(SOURCE INFORMATION)

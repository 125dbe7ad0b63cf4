//! The relay service object.
//!
//! [`Relay`] bundles the credential manager and the connection registry,
//! constructed once at startup and shared (cheaply cloned) with every
//! connection handler. It is the only entry point the transport and the
//! external request layer need: admission, inbound frame handling, the
//! boolean credential surface and the registry surface.
//!
//! The two components never hold each other's locks. Admission calls the
//! credential manager first and only then touches the registry.

use std::{collections::HashSet, sync::Arc};

use horizon_proto::{ConnectRequest, Envelope, KeyRevoked, Message};
use tracing::{debug, error, info, warn};

use crate::{
    credentials::{
        AuthMethod, Claims, CredentialConfig, CredentialManager, IssuedToken, RotationInfo,
        scheduler::{run_revocation_sweep, run_rotation},
    },
    env::Environment,
    error::{AdmissionError, CredentialError, RegistryError},
    registry::{
        ConnectionId, ConnectionInfo, ConnectionRegistry, ConnectionSink, RegistryConfig,
        liveness::run_liveness,
    },
    session::handle_inbound,
    task::BackgroundTask,
};

/// Text of the `key_revoked` notice.
pub const KEY_REVOKED_MESSAGE: &str = "Public key has been revoked";

/// Relay configuration.
#[derive(Debug, Clone, Default)]
pub struct RelayConfig {
    /// Connection registry settings
    pub registry: RegistryConfig,
    /// Credential settings
    pub credentials: CredentialConfig,
}

/// A connection that passed admission.
#[derive(Debug, Clone, PartialEq, Eq)]
pub struct Admitted {
    /// Registered identity
    pub identity: String,
    /// Registry id of this connection
    pub id: ConnectionId,
    /// How the connection authenticated
    pub method: AuthMethod,
}

/// Connection registry plus credential manager.
pub struct Relay<S, E: Environment> {
    env: E,
    credentials: Arc<CredentialManager<E>>,
    registry: Arc<ConnectionRegistry<S, E>>,
}

impl<S, E: Environment> Clone for Relay<S, E> {
    fn clone(&self) -> Self {
        Self {
            env: self.env.clone(),
            credentials: Arc::clone(&self.credentials),
            registry: Arc::clone(&self.registry),
        }
    }
}

impl<S: ConnectionSink, E: Environment> Relay<S, E> {
    /// Build a relay with a freshly generated signing key.
    ///
    /// # Errors
    ///
    /// - `CredentialError::WeakKeyMaterial` if the RNG output is unusable
    pub fn new(env: E, config: RelayConfig) -> Result<Self, CredentialError> {
        let credentials = Arc::new(CredentialManager::new(env.clone(), config.credentials)?);
        let registry = Arc::new(ConnectionRegistry::new(env.clone(), config.registry));
        Ok(Self { env, credentials, registry })
    }

    /// Credential manager.
    pub fn credentials(&self) -> &Arc<CredentialManager<E>> {
        &self.credentials
    }

    /// Connection registry.
    pub fn registry(&self) -> &Arc<ConnectionRegistry<S, E>> {
        &self.registry
    }

    /// Authenticate `request` and register `sink` under its identity.
    ///
    /// The caller owns the transport and closes it with
    /// [`AdmissionError::close_code`] on failure.
    ///
    /// # Errors
    ///
    /// - `AdmissionError::Unauthenticated` if authentication fails
    /// - `AdmissionError::Registry` if the accept step or the welcome fails
    pub async fn admit(&self, request: &ConnectRequest, sink: S) -> Result<Admitted, AdmissionError> {
        let method = self.credentials.authenticate(request).inspect_err(|e| {
            warn!(identity = %request.identity, reason = %e, "authentication failed");
        })?;

        let id = self.registry.connect(&request.identity, sink).await?;
        Ok(Admitted { identity: request.identity.clone(), id, method })
    }

    /// Handle one inbound frame from an admitted connection.
    ///
    /// # Errors
    ///
    /// - `RegistryError::Encode` if the reply cannot be encoded
    pub async fn handle_frame(
        &self,
        identity: &str,
        id: ConnectionId,
        raw: &[u8],
    ) -> Result<(), RegistryError> {
        self.registry.record_inbound(identity, id).await;

        let outcome = handle_inbound(identity, raw, &self.env.iso_timestamp());
        if outcome.refresh_heartbeat {
            self.registry.refresh_heartbeat(identity, id).await;
        }
        if let Some(reply) = outcome.reply {
            debug!(identity, kind = reply.kind(), "replying");
            self.registry.send_to(identity, id, &reply).await?;
        }
        Ok(())
    }

    /// Drop connection `id` of `identity` after its read side ended.
    pub async fn release(&self, identity: &str, id: ConnectionId) -> bool {
        self.registry.release(identity, id).await
    }

    /// Issue an access token with the default lifetime.
    ///
    /// # Errors
    ///
    /// - `CredentialError::Signing` if encoding fails
    pub fn issue(&self, subject: &str) -> Result<IssuedToken, CredentialError> {
        self.credentials.issue(subject, None)
    }

    /// Claims of a valid token, `None` otherwise.
    pub fn verify_token(&self, token: &str) -> Option<Claims> {
        self.credentials
            .verify(token)
            .inspect_err(|reason| debug!(%reason, "token verification failed"))
            .ok()
    }

    /// Revoke a token. False if it is not decodable under a retained key.
    pub fn revoke_token(&self, token: &str) -> bool {
        self.credentials.revoke(token).is_ok()
    }

    /// Blacklist a raw token string. Always true.
    pub fn blacklist_token(&self, token: &str) -> bool {
        self.credentials.blacklist(token);
        true
    }

    /// Key rotation status.
    pub fn rotation_info(&self) -> RotationInfo {
        self.credentials.rotation_info()
    }

    /// Send `envelope` to `identity`. True if it was written.
    pub async fn deliver(&self, identity: &str, envelope: &Envelope) -> bool {
        match self.registry.send(identity, envelope).await {
            Ok(delivery) => delivery.is_delivered(),
            Err(e) => {
                error!(identity, error = %e, "failed to encode envelope");
                false
            },
        }
    }

    /// Send `envelope` to everyone except `exclude`. Returns the delivered count.
    pub async fn broadcast(&self, envelope: &Envelope, exclude: Option<&str>) -> usize {
        match self.registry.broadcast(envelope, exclude).await {
            Ok(delivered) => delivered,
            Err(e) => {
                error!(kind = envelope.kind(), error = %e, "failed to encode broadcast");
                0
            },
        }
    }

    /// Tell every other connection that `identity` withdrew its public key.
    pub async fn announce_key_revoked(&self, identity: &str) -> usize {
        let notice = Envelope::new(Message::KeyRevoked(KeyRevoked {
            did: identity.to_string(),
            message: KEY_REVOKED_MESSAGE.to_string(),
            timestamp: self.env.iso_timestamp(),
        }));
        let delivered = self.broadcast(&notice, Some(identity)).await;
        info!(identity, delivered, "announced key revocation");
        delivered
    }

    /// Connected identities.
    pub async fn connected_identities(&self) -> HashSet<String> {
        self.registry.identities().await
    }

    /// Number of live connections.
    pub async fn connection_count(&self) -> usize {
        self.registry.count().await
    }

    /// Metadata for `identity`, `None` if not connected.
    pub async fn connection_info(&self, identity: &str) -> Option<ConnectionInfo> {
        self.registry.info(identity).await
    }

    /// Spawn the liveness monitor, rotation scheduler and revocation sweeper.
    pub fn start(&self) -> RelayTasks {
        let liveness = {
            let (env, registry) = (self.env.clone(), Arc::clone(&self.registry));
            BackgroundTask::spawn("liveness", move |s| run_liveness(env, registry, s))
        };
        let rotation = {
            let (env, credentials) = (self.env.clone(), Arc::clone(&self.credentials));
            BackgroundTask::spawn("rotation", move |s| run_rotation(env, credentials, s))
        };
        let sweeper = {
            let (env, credentials) = (self.env.clone(), Arc::clone(&self.credentials));
            BackgroundTask::spawn("revocation-sweep", move |s| {
                run_revocation_sweep(env, credentials, s)
            })
        };

        info!("relay background tasks started");
        RelayTasks { tasks: vec![liveness, rotation, sweeper] }
    }

    /// Close every live connection with "going away".
    pub async fn shutdown(&self) {
        self.registry.shutdown().await;
    }
}

/// Handles to the relay's background loops.
#[derive(Debug)]
pub struct RelayTasks {
    tasks: Vec<BackgroundTask>,
}

impl RelayTasks {
    /// Names of the running tasks.
    pub fn names(&self) -> Vec<&'static str> {
        self.tasks.iter().map(BackgroundTask::name).collect()
    }

    /// Signal every loop to stop and wait for all of them.
    pub async fn stop(self) {
        futures::future::join_all(self.tasks.into_iter().map(BackgroundTask::stop)).await;
        info!("relay background tasks stopped");
    }
}

#[cfg(test)]
mod tests {
    use horizon_proto::{CloseCode, kind};

    use super::*;
    use crate::{
        error::AuthFailure,
        testutil::{MockSink, SimEnv},
    };

    fn relay() -> Relay<MockSink, SimEnv> {
        Relay::new(SimEnv::with_seed(21), RelayConfig::default()).unwrap()
    }

    #[tokio::test(start_paused = true)]
    async fn admission_failure_maps_to_close_codes() {
        let relay = relay();

        let (sink, peer) = MockSink::pair();
        let err = relay.admit(&ConnectRequest::anonymous("did:a"), sink).await.unwrap_err();
        assert_eq!(err, AdmissionError::Unauthenticated(AuthFailure::MissingCredentials));
        assert_eq!(err.close_code(), CloseCode::PolicyViolation);
        assert!(peer.envelopes().is_empty());

        let token = relay.issue("did:a").unwrap().token;
        let (sink, peer) = MockSink::pair();
        peer.fail_accept(true);
        let err = relay.admit(&ConnectRequest::with_token("did:a", token), sink).await.unwrap_err();
        assert_eq!(err.close_code(), CloseCode::TryAgainLater);
        assert_eq!(relay.connection_count().await, 0);
    }

    #[tokio::test(start_paused = true)]
    async fn frames_are_answered_through_registry() {
        let relay = relay();
        let token = relay.issue("did:a").unwrap().token;
        let (sink, peer) = MockSink::pair();
        let admitted = relay.admit(&ConnectRequest::with_token("did:a", token), sink).await.unwrap();
        assert_eq!(admitted.method, AuthMethod::Token);

        relay.handle_frame("did:a", admitted.id, br#"{"type":"ping","data":{}}"#).await.unwrap();
        relay.handle_frame("did:a", admitted.id, b"not json").await.unwrap();
        relay.handle_frame("did:a", admitted.id, br#"{"type":"heartbeat"}"#).await.unwrap();

        assert_eq!(peer.kinds(), vec![kind::WELCOME, kind::PONG, kind::ERROR]);
        assert!(relay.connected_identities().await.contains("did:a"));
        // welcome + 2 replies out, 3 frames in
        assert_eq!(relay.connection_info("did:a").await.unwrap().message_count, 6);
    }

    #[tokio::test(start_paused = true)]
    async fn boolean_credential_surface() {
        let relay = relay();
        let token = relay.issue("did:a").unwrap().token;

        assert!(relay.verify_token(&token).is_some());
        assert!(!relay.revoke_token("garbage"));
        assert!(relay.revoke_token(&token));
        assert!(relay.verify_token(&token).is_none());
        assert!(relay.blacklist_token("garbage"));
        assert_eq!(relay.rotation_info().current_generation, 1);
    }

    #[tokio::test(start_paused = true)]
    async fn start_and_stop_background_tasks() {
        let relay = relay();
        let tasks = relay.start();
        assert_eq!(tasks.names(), vec!["liveness", "rotation", "revocation-sweep"]);
        tasks.stop().await;
    }
}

(End SOURCE INFORMATION)

WHAT THIS TASK INVOLVES: Print the lines above from the one with "read side ended." through the one with "if encoding fails", both included, exactly as written and nothing more.

SOLUTION TO THE PROBLEM:
    /// Drop connection `id` of `identity` after its read side ended.
    pub async fn release(&self, identity: &str, id: ConnectionId) -> bool {
        self.registry.release(identity, id).await
    }

    /// Issue an access token with the default lifetime.
    ///
    /// # Errors
    ///
    /// - `CredentialError::Signing` if encoding fails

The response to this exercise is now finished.